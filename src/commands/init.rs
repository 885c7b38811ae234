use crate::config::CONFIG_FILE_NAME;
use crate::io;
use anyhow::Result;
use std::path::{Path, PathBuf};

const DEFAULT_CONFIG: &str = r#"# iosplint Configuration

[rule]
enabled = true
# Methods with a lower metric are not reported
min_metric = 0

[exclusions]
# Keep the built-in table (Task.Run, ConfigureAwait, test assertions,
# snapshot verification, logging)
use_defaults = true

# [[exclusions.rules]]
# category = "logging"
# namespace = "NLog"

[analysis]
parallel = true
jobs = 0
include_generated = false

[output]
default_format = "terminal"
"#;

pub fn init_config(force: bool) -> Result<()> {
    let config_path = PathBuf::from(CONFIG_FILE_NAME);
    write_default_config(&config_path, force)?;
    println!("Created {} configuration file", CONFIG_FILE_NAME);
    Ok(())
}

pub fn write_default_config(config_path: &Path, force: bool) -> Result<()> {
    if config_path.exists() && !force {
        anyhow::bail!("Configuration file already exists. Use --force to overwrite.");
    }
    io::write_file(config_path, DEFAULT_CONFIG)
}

**EXERCISE DIRECTIONS:**
Each line from the one containing "use anyhow::Result;" to the end of the listing above must be printed exactly, and no other line may appear.

**RESPONSE BELOW:**
use anyhow::Result;
use std::path::{Path, PathBuf};

const DEFAULT_CONFIG: &str = r#"# iosplint Configuration

[rule]
enabled = true
# Methods with a lower metric are not reported
min_metric = 0

[exclusions]
# Keep the built-in table (Task.Run, ConfigureAwait, test assertions,
# snapshot verification, logging)
use_defaults = true

# [[exclusions.rules]]
# category = "logging"
# namespace = "NLog"

[analysis]
parallel = true
jobs = 0
include_generated = false

[output]
default_format = "terminal"
"#;

pub fn init_config(force: bool) -> Result<()> {
    let config_path = PathBuf::from(CONFIG_FILE_NAME);
    write_default_config(&config_path, force)?;
    println!("Created {} configuration file", CONFIG_FILE_NAME);
    Ok(())
}

pub fn write_default_config(config_path: &Path, force: bool) -> Result<()> {
    if config_path.exists() && !force {
        anyhow::bail!("Configuration file already exists. Use --force to overwrite.");
    }
    io::write_file(config_path, DEFAULT_CONFIG)
}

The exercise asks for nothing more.